We are work­ing to ex­pand the scope of wear­able de­vices from med­i­cal, safe­ty, and well-being to more ge­ner­ic sce­nar­i­os en­coun­tered in every­day life.

—IBM scientist Bruno Michel

Intelligent wearable devices have entered our daily lives

Most users permit them to upload their data automatically to the cloud for interpretation and display on their mobile devices. However, proprietary protocols, algorithms and the limited quality of sensor data have limited the successful deployment of these technologies in the medical space.

We combine data from devices from different manufacturers, together with novel sensors, and a patient’s medical history to create a contextual patient model.

We also combine wearable fitness and healthcare devices with cloud data-analytics and cognitive user interfaces to medically supervise and support patients and to facilitate home-care models for cases where long-term hospitalization was required in the past.

Ask the experts

Bruno Michel

Bruno Michel

IBM Research scientist

Rahel Straessle

Rahel Straessle

IBM Research scientist

System integration

Our focus

In the short term, we are exploiting off-the-shelf sensors (ECG, heart rate, temperature, accelerometers, microphones, etc.) to create solutions quickly for specific markets.

In the mid-term, we are interlinking different short-term solutions through sophisticated analytics and machine-learning algorithms to support more complex and generic medical applications.

In addition, we are using this system to develop fundamentally new insights into better personalized medicine.

The mid-term solution will be complemented with highly integrated wearable devices with new sensors, sensor principles, and low-power, efficient, cognitive edge-computing capabilities.

This puts the wearer or patient at the center of it all, providing new ways of interacting with computing systems, the environment and remote specialists.

We are working to expand the scope from medical, safety, and well-being to more generic scenarios encountered in everyday life.

The graphic above illustrates system integration from wearables to hypervisors to cloud analytics functions to user interfaces.

Edge computing

Wireless connection of several wearables to create an intelligent, cognitive device has been demonstrated for temperature, ECG, and SPO/PPG.

The cognitive hypervisor is connected to the IBM cloud to store data in the cloud and to perform real-time analyses of ECG and other vital signs.

Alerts can be created directly on the hypervisor but also as the result of the real-time analysis in the cloud.

The hypervisor facilitates simple user interaction by voice, touch and lights.

Our main tasks

  • Exploit existing wearable devices by collecting data from wearable and smart devices,
  • Connect to the cognitive hypervisor by making a wireless connection to an intelligent, cognitive device in a patient’s home; the cognitive hypervisor is connected to the IBM cloud,
  • Ensure ultimate integration by creating a device–human symbiosis and natural interaction through full vertical integration,
  • Develop new sensing technologies based on integrated CMOS-compatible sensors and new sensing principles.

IBM Cognitive Hypervisor

Hardware innovation is very important because most adoption barriers are due to performance, functionality and manufacturability of wearables.

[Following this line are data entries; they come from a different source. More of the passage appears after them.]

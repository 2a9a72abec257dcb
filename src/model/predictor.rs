//! Predictor interface
//!
//! Anything that answers `predict()` for a batch of records: either a trained
//! model loaded from an artifact, or the rule-based fallback.

use serde::Serialize;
use thiserror::Error;

use crate::models::MetricsRecord;
use super::scoring::ScoringEngine;

/// Failure inside a model call. Never surfaced to API callers.
#[derive(Debug, Error)]
pub enum PredictError {
    #[error("model returned {got} predictions for {expected} records")]
    WrongShape { expected: usize, got: usize },

    #[error("prediction out of range: {0}")]
    OutOfRange(i64),

    #[error("malformed model: {0}")]
    Malformed(String),

    #[error("inference failed: {0}")]
    Inference(String),

    #[error("model panicked: {0}")]
    Panicked(String),
}

#[derive(Debug, Clone, Copy, PartialEq, Eq, Serialize)]
#[serde(rename_all = "snake_case")]
pub enum ModelKind {
    Trained,
    Fallback,
}

/// Trait for prediction models
pub trait Predictor: Send + Sync {
    /// Raw class labels, one per record. Range checks happen in the caller.
    fn predict(&self, batch: &[MetricsRecord]) -> Result<Vec<i64>, PredictError>;

    fn kind(&self) -> ModelKind;

    fn name(&self) -> String;
}

/// Deterministic fallback backed by the scoring engine
#[derive(Debug, Clone, Copy, Default)]
pub struct RuleBasedFallback {
    engine: ScoringEngine,
}

impl RuleBasedFallback {
    pub fn new() -> Self {
        Self { engine: ScoringEngine::new() }
    }
}

impl Predictor for RuleBasedFallback {
    fn predict(&self, batch: &[MetricsRecord]) -> Result<Vec<i64>, PredictError> {
        Ok(batch
            .iter()
            .map(|r| i64::from(self.engine.score(r).1.as_u8()))
            .collect())
    }

    fn kind(&self) -> ModelKind {
        ModelKind::Fallback
    }

    fn name(&self) -> String {
        "rule-based".to_string()
    }
}
//! Model reload lifecycle
//!
//! `Idle -> Training -> Idle`. Each retrain request becomes a background job
//! that runs the trainer, loads the fresh artifact and swaps it into the
//! model handle. A failed job leaves the current model in place; when jobs
//! overlap, the last one to succeed wins.

use std::path::PathBuf;
use std::sync::atomic::{AtomicUsize, Ordering};
use std::sync::Arc;

use chrono::{DateTime, Utc};
use parking_lot::Mutex;
use serde::Serialize;
use thiserror::Error;
use tokio::task::JoinSet;

use crate::model::{ArtifactError, ModelHandle, TrainedModel};
use super::trainer::{TrainError, Trainer};

#[derive(Debug, Error)]
pub enum ReloadError {
    #[error(transparent)]
    Train(#[from] TrainError),

    #[error(transparent)]
    Load(#[from] ArtifactError),

    #[error("reload task failed: {0}")]
    Task(String),
}

#[derive(Debug, Clone, Copy, PartialEq, Eq, Serialize)]
#[serde(rename_all = "snake_case")]
pub enum ReloadState {
    Idle,
    Training,
}

#[derive(Debug, Clone, Serialize)]
pub struct ReloadOutcome {
    pub succeeded: bool,
    pub message: String,
    pub model_version: Option<u64>,
    pub finished_at: DateTime<Utc>,
}

#[derive(Debug, Clone, Serialize)]
pub struct ReloadStatus {
    pub state: ReloadState,
    pub in_flight: usize,
    pub last_outcome: Option<ReloadOutcome>,
}

struct Shared {
    handle: Arc<ModelHandle>,
    trainer: Arc<dyn Trainer>,
    model_path: PathBuf,
    in_flight: AtomicUsize,
    last_outcome: Mutex<Option<ReloadOutcome>>,
}

/// Keeps the in-flight count right even when a job is aborted
struct InFlight(Arc<Shared>);

impl Drop for InFlight {
    fn drop(&mut self) {
        self.0.in_flight.fetch_sub(1, Ordering::AcqRel);
    }
}

pub struct ReloadController {
    shared: Arc<Shared>,
    tasks: Mutex<JoinSet<()>>,
}

impl ReloadController {
    pub fn new(handle: Arc<ModelHandle>, trainer: Arc<dyn Trainer>, model_path: impl Into<PathBuf>) -> Self {
        Self {
            shared: Arc::new(Shared {
                handle,
                trainer,
                model_path: model_path.into(),
                in_flight: AtomicUsize::new(0),
                last_outcome: Mutex::new(None),
            }),
            tasks: Mutex::new(JoinSet::new()),
        }
    }

    /// Start a retrain job in the background and return immediately.
    /// Must be called from within a Tokio runtime.
    pub fn trigger(&self) {
        self.shared.in_flight.fetch_add(1, Ordering::AcqRel);
        let guard = InFlight(self.shared.clone());

        let mut tasks = self.tasks.lock();
        // Reap finished jobs so the set does not grow unbounded
        while tasks.try_join_next().is_some() {}

        tasks.spawn(async move {
            let shared = guard.0.clone();
            let outcome = match reload(&shared).await {
                Ok(version) => {
                    tracing::info!("Model reloaded from {} (version {})", shared.model_path.display(), version);
                    ReloadOutcome {
                        succeeded: true,
                        message: "model reloaded".to_string(),
                        model_version: Some(version),
                        finished_at: Utc::now(),
                    }
                }
                Err(e) => {
                    tracing::error!("Retrain failed, keeping current model: {}", e);
                    ReloadOutcome {
                        succeeded: false,
                        message: e.to_string(),
                        model_version: None,
                        finished_at: Utc::now(),
                    }
                }
            };
            *shared.last_outcome.lock() = Some(outcome);
            drop(guard);
        });
    }

    pub fn status(&self) -> ReloadStatus {
        let in_flight = self.shared.in_flight.load(Ordering::Acquire);
        ReloadStatus {
            state: if in_flight > 0 { ReloadState::Training } else { ReloadState::Idle },
            in_flight,
            last_outcome: self.shared.last_outcome.lock().clone(),
        }
    }

    /// Abort running jobs (killing their training processes) and wait for them
    pub async fn shutdown(&self) {
        let mut tasks = std::mem::take(&mut *self.tasks.lock());
        if !tasks.is_empty() {
            tracing::info!("Aborting {} retrain job(s)", tasks.len());
        }
        tasks.shutdown().await;
    }
}

impl std::fmt::Debug for ReloadController {
    fn fmt(&self, f: &mut std::fmt::Formatter<'_>) -> std::fmt::Result {
        f.debug_struct("ReloadController")
            .field("trainer", &self.shared.trainer.describe())
            .field("model_path", &self.shared.model_path)
            .field("status", &self.status())
            .finish()
    }
}

async fn reload(shared: &Shared) -> Result<u64, ReloadError> {
    shared.trainer.train().await?;

    let path = shared.model_path.clone();
    let model = tokio::task::spawn_blocking(move || TrainedModel::load(&path))
        .await
        .map_err(|e| ReloadError::Task(e.to_string()))??;

    Ok(shared.handle.swap(Arc::new(model)))
}
//! Error handling

use axum::{
    response::{IntoResponse, Response},
    http::StatusCode,
    Json,
};
use serde_json::json;

use crate::service::PredictionError;

pub type AppResult<T> = Result<T, AppError>;

#[derive(Debug)]
pub enum AppError {
    // Caller input errors
    ValidationError {
        message: String,
        missing: Option<Vec<String>>,
    },

    // No model to answer with
    ModelUnavailable,

    // Generic errors
    InternalError(String),
}

impl IntoResponse for AppError {
    fn into_response(self) -> Response {
        let (status, body) = match self {
            AppError::ValidationError { message, missing: Some(missing) } => (
                StatusCode::BAD_REQUEST,
                json!({ "error": message, "missing": missing }),
            ),
            AppError::ValidationError { message, missing: None } => {
                (StatusCode::BAD_REQUEST, json!({ "error": message }))
            }
            AppError::ModelUnavailable => {
                tracing::error!("Prediction requested but no model is loaded");
                (StatusCode::INTERNAL_SERVER_ERROR, json!({ "error": "Model not loaded" }))
            }
            AppError::InternalError(msg) => {
                tracing::error!("Internal error: {}", msg);
                (StatusCode::INTERNAL_SERVER_ERROR, json!({ "error": "Internal server error" }))
            }
        };

        (status, Json(body)).into_response()
    }
}

impl From<PredictionError> for AppError {
    fn from(err: PredictionError) -> Self {
        match err {
            PredictionError::Validation { message, missing } => {
                AppError::ValidationError { message, missing }
            }
            PredictionError::ModelUnavailable => AppError::ModelUnavailable,
        }
    }
}

impl From<tokio::task::JoinError> for AppError {
    fn from(err: tokio::task::JoinError) -> Self {
        AppError::InternalError(err.to_string())
    }
}
//! Health check handler

use axum::{extract::State, Json};
use serde::Serialize;

use crate::AppState;
use crate::model::ModelStatus;
use crate::service::ReloadStatus;

#[derive(Serialize)]
pub struct HealthResponse {
    status: &'static str,
    version: &'static str,
    timestamp: i64,
    model: ModelStatus,
    reload: ReloadStatus,
}

pub async fn check(State(state): State<AppState>) -> Json<HealthResponse> {
    let model = state.service.handle().status();

    Json(HealthResponse {
        status: if model.loaded { "healthy" } else { "degraded" },
        version: env!("CARGO_PKG_VERSION"),
        timestamp: chrono::Utc::now().timestamp(),
        model,
        reload: state.reload.status(),
    })
}
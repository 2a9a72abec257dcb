//! Services - prediction pipeline and model reload lifecycle

pub mod prediction;
pub mod reload;
pub mod trainer;

pub use prediction::{PredictionError, PredictionService, DEGRADED_LEVEL};
pub use reload::{ReloadController, ReloadError, ReloadOutcome, ReloadState, ReloadStatus};
pub use trainer::{CommandTrainer, TrainError, Trainer};
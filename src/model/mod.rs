//! Model Module - scoring engine and swappable predictors

pub mod scoring;
pub mod predictor;
pub mod trained;
pub mod handle;

// Re-export common types
pub use scoring::{ScoringEngine, ScoreBreakdown, level_for};
pub use predictor::{ModelKind, PredictError, Predictor, RuleBasedFallback};
pub use trained::{ArtifactError, LabelEncoders, TrainedModel};
pub use handle::{ModelHandle, ModelStatus};

#[cfg(test)]
pub(crate) fn fixture_path(name: &str) -> std::path::PathBuf {
    std::path::Path::new(env!("CARGO_MANIFEST_DIR")).join("tests/fixtures").join(name)
}
//! Rule-based scoring engine
//!
//! Weighted linear combination of four normalized sub-scores. This is the
//! reference semantics a trained model is judged against, and the fallback
//! used when no trained artifact is available.

use crate::models::{MetricsRecord, RiskLevel, RiskScore};

// ============================================================================
// WEIGHTS & THRESHOLDS
// ============================================================================

pub const PERFORMANCE_WEIGHT: f64 = 0.4;
pub const UTILIZATION_WEIGHT: f64 = 0.3;
pub const TIME_ACCURACY_WEIGHT: f64 = 0.2;
pub const HR_STATUS_WEIGHT: f64 = 0.1;

/// Performance_Score scale ceiling
pub const PERFORMANCE_SCALE: f64 = 15.0;
/// Utilization_Rate is a percentage
pub const UTILIZATION_SCALE: f64 = 100.0;
/// Claimed_Minus_Active hours at which time accuracy bottoms out
pub const OVERCLAIM_SCALE: f64 = 8.0;

/// score >= LOW_RISK_THRESHOLD => level 1
pub const LOW_RISK_THRESHOLD: f64 = 0.7;
/// score >= MEDIUM_RISK_THRESHOLD => level 2, below => level 3
pub const MEDIUM_RISK_THRESHOLD: f64 = 0.4;

// ============================================================================
// DATA STRUCTURES
// ============================================================================

/// Weighted sub-scores, each already multiplied by its weight
#[derive(Debug, Clone, Copy, PartialEq)]
pub struct ScoreBreakdown {
    pub performance: f64,
    pub utilization: f64,
    pub time_accuracy: f64,
    pub hr_status: f64,
}

impl ScoreBreakdown {
    pub fn total(&self) -> RiskScore {
        RiskScore::new(self.performance + self.utilization + self.time_accuracy + self.hr_status)
    }
}

#[derive(Debug, Clone, Copy, Default)]
pub struct ScoringEngine;

impl ScoringEngine {
    pub fn new() -> Self {
        Self
    }

    /// Score a record. Total: missing or invalid fields read as 0.
    pub fn score(&self, record: &MetricsRecord) -> (RiskScore, RiskLevel) {
        let score = self.breakdown(record).total();
        (score, level_for(score))
    }

    pub fn breakdown(&self, record: &MetricsRecord) -> ScoreBreakdown {
        let performance = unit(record.number("Performance_Score") / PERFORMANCE_SCALE);
        let utilization = unit(record.number("Utilization_Rate") / UTILIZATION_SCALE);
        let overclaim = unit(record.number("Claimed_Minus_Active") / OVERCLAIM_SCALE);
        let clean_hr = if record.number("Recent_HR_Flag") <= 0.0 { 1.0 } else { 0.0 };

        ScoreBreakdown {
            performance: performance * PERFORMANCE_WEIGHT,
            utilization: utilization * UTILIZATION_WEIGHT,
            time_accuracy: (1.0 - overclaim) * TIME_ACCURACY_WEIGHT,
            hr_status: clean_hr * HR_STATUS_WEIGHT,
        }
    }
}

/// Map a score onto a risk level, lower bounds inclusive
pub fn level_for(score: RiskScore) -> RiskLevel {
    let s = score.value();
    if s >= LOW_RISK_THRESHOLD {
        RiskLevel::Low
    } else if s >= MEDIUM_RISK_THRESHOLD {
        RiskLevel::Medium
    } else {
        RiskLevel::High
    }
}

fn unit(v: f64) -> f64 {
    if v.is_nan() { 0.0 } else { v.clamp(0.0, 1.0) }
}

Major obstacles are component integration, reliability of connectivity, efficiency of energy storage, power management solutions, user interfaces and data security.

Software and system-level integration innovation is of equal importance. This includes

  • Developing standard APIs facilitating app creation
  • Open operating systems and cross-platform development to enable wearable devices to run on multiple platforms
  • Open communication protocols that ensure security and privacy, especially for such application areas as health and finance
  • Developing new communication systems, especially for artificial and virtual reality to make them more realistic and immersive.

Progress should be made in a coordinated fashion in each of these areas in order to accelerate product development and market uptake of wearables.

Overcoming these barriers will create new business opportunities

New component integration methods: integrating and miniaturizing sensors, actuators or power sources that comply with thermal and electrical requirements.

New interconnection technologies, including new technologies for integrating electronics on textile substrates.

Integration and assembly technologies, including pick-and-place techniques for device mounting, stretchable module integration into fabric or chip placement on a foil using self-assembly principles.

Power management and storage: developing and integrating energy-related systems (e.g. batteries, photovoltaic cells) to obtain energy-autonomous, self-powered systems and devices.

Manufacturing technology for printed electronics: developing a scalable and cost-effective manufacturing technology, e.g. based on roll-to-roll processing, for producing high volumes of flexible and non-intrusive devices of consistent quality.

More information

hypervisor

“Of Big Brains and Tiny Devices: Here Comes the Internet of the Body”

Bruno Michel, IBM Scientist

Read the IBM Research blog article

Wearables

“Wearables im Gesundheitswesen — Chancen durch kognitive Technologien”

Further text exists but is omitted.